Air Cananda Hack

The sky’s the limit when it comes to stealing data!

Summer air travel is always a challenging affair: long queues to check in baggage, irritated (and, at times, irritating) service staff, flight delays, and the occasional airline mobile app hack.

During August 22-24, Air Canada published an advisory that hackers had possibly breached about 20,000 customer records through its mobile app. The app is based on the Aeroplan platform, operated by Aimia Inc, a Canadian company that operates a travel loyalty rewards program.

The airline said in its notification to all the 1.7 million users of its app that, “We immediately took action to block these attempts and implemented additional protocols to protect against further unauthorized attempts.” Air Canada at this writing had not publicized if there was a direct breach of the airline’s systems or if hackers had attempted to reuse passwords from other sites that may have also been used on Air Canada’s mobile app.

What Is at Stake in the Hack?

Air Canada’s statement to its mobile app users cited the cybercriminals may have gained access to names, email addresses, and phone numbers. Further, the hack may have exposed even more sensitive data, like passport numbers and expiration dates, the country of issuance for the passports, and other information commonly found on any passport.

The BBC reported that The City of London’s Action Fraud cited that the “consequences of having your passport information accessed can be severe”.

The Agency identified that banks, insurance firms, and mobile phone providers were just some kinds of businesses that ask for the data to open accounts. The organizations do not always require a physical document as proof of identity.

Some consequences to victims that have had their passport information stolen include destroyed credit scores and bills from vendors they’d never dealt with before. It can take months at a minimum to clean up the damage to personal credibility.

Action Fraud also stated that in some cases criminals have used stolen passport data to obtain genuine documents like drivers’ licenses and new passports.

What’s the Password

Air Canada did not provide details about how the data breach occurred. However, their letter to customers cited the attack involved “unusual login behavior.” Possibly, the cybercriminals attempted to use passwords stolen from other sites. One cybersecurity analyst noted that the airline’s mobile app password requirement was simply, “six- to 10-characters with no special characters allowed.”

The airline said in a notice to customers that it had detected “unusual login behavior.” The alert added, “We immediately took action to block these attempts and implemented additional protocols to protect against further unauthorized attempts.”.

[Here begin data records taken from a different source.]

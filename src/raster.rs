use std::sync::Arc;
use std::sync::atomic::{AtomicU64, Ordering};

use image::RgbaImage;
use serde::Serialize;

/// Process-unique identity of a [`RasterAsset`].
#[derive(Debug, Clone, Copy, PartialEq, Eq, Hash, PartialOrd, Ord)]
pub struct AssetId(u64);

impl AssetId {
    fn next() -> Self {
        static NEXT: AtomicU64 = AtomicU64::new(1);
        Self(NEXT.fetch_add(1, Ordering::Relaxed))
    }

    pub fn get(self) -> u64 {
        self.0
    }
}

#[derive(Debug, Clone, Copy, PartialEq, Eq)]
pub enum AssetKind {
    SegmentationMask,
    DepthMap,
    EraseMask,
    StrippedArtwork,
    Adjusted,
}

#[derive(Debug, Clone, PartialEq, Eq)]
pub enum AssetSource {
    Url(String),
    Generated(AssetKind),
}

#[derive(Debug, Clone, Copy, PartialEq, Serialize)]
pub struct ImageMetadata {
    pub width: u32,
    pub height: u32,
    pub aspect_ratio: f32,
}

impl ImageMetadata {
    pub fn new(width: u32, height: u32) -> Self {
        Self {
            width,
            height,
            aspect_ratio: width.max(1) as f32 / height.max(1) as f32,
        }
    }
}

/// Immutable RGBA8 pixel buffer shared between the engine, workers and the
/// compositor. Replaced wholesale, never edited in place.
#[derive(Debug, Clone)]
pub struct RasterAsset {
    id: AssetId,
    source: AssetSource,
    pixels: Arc<RgbaImage>,
}

impl RasterAsset {
    pub fn new(source: AssetSource, pixels: RgbaImage) -> Self {
        Self {
            id: AssetId::next(),
            source,
            pixels: Arc::new(pixels),
        }
    }

    pub fn from_url(url: &str, pixels: RgbaImage) -> Self {
        Self::new(AssetSource::Url(url.to_owned()), pixels)
    }

    pub fn generated(kind: AssetKind, pixels: RgbaImage) -> Self {
        Self::new(AssetSource::Generated(kind), pixels)
    }

    pub fn id(&self) -> AssetId {
        self.id
    }

    pub fn source(&self) -> &AssetSource {
        &self.source
    }

    pub fn pixels(&self) -> &RgbaImage {
        &self.pixels
    }

    /// Shared handle for moving the pixels onto a blocking worker.
    pub fn shared(&self) -> Arc<RgbaImage> {
        Arc::clone(&self.pixels)
    }

    pub fn width(&self) -> u32 {
        self.pixels.width()
    }

    pub fn height(&self) -> u32 {
        self.pixels.height()
    }

    pub fn dimensions(&self) -> (u32, u32) {
        self.pixels.dimensions()
    }

    pub fn aspect_ratio(&self) -> f32 {
        self.metadata().aspect_ratio
    }

    pub fn metadata(&self) -> ImageMetadata {
        ImageMetadata::new(self.width(), self.height())
    }
}

#[cfg(test)]
mod tests {
    use super::*;

    #[test]
    fn ids_are_unique_and_survive_clone() {
        let a = RasterAsset::generated(AssetKind::DepthMap, RgbaImage::new(4, 2));
        let b = RasterAsset::generated(AssetKind::DepthMap, RgbaImage::new(4, 2));
        assert_ne!(a.id(), b.id());
        assert_eq!(a.clone().id(), a.id());
        assert!((a.aspect_ratio() - 2.0).abs() < f32::EPSILON);
    }
}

App Shielding More Important Than Ever

As consumers are increasingly using mobile devices for financial transactions and storing sensitive personal information, criminals are starting to focus their efforts on designing malware to steal user credentials and other sensitive data from them. Keeping up to date with mobile app security threats will help you mount more effective defenses. And one effective defense is App Shielding.

Gartner recommends “choosing app shielding to protect high-value apps that run within untrusted environments and that move the software logic on the front end.”

Promon’s App Shielding software, Promon SHIELD™ does exactly this. Promon SHIELD™ is built or linked into your app or app runtime environment. The security software is capable of controlling app execution and detecting and preventing real-time attacks.

Our Shielder Tool makes it easy for app developers to integrate the software via a Software Developer Kit (SDK). Once secured, the apps are immediately ready for distribution via public or enterprise app stores.

Though airline customers are used to occasionally being grounded; hackers are increasingly finding that the sky’s the limit when it comes to stealing data. App shielding technology offers a solution to safeguarding sensitive passenger data and airline reputations.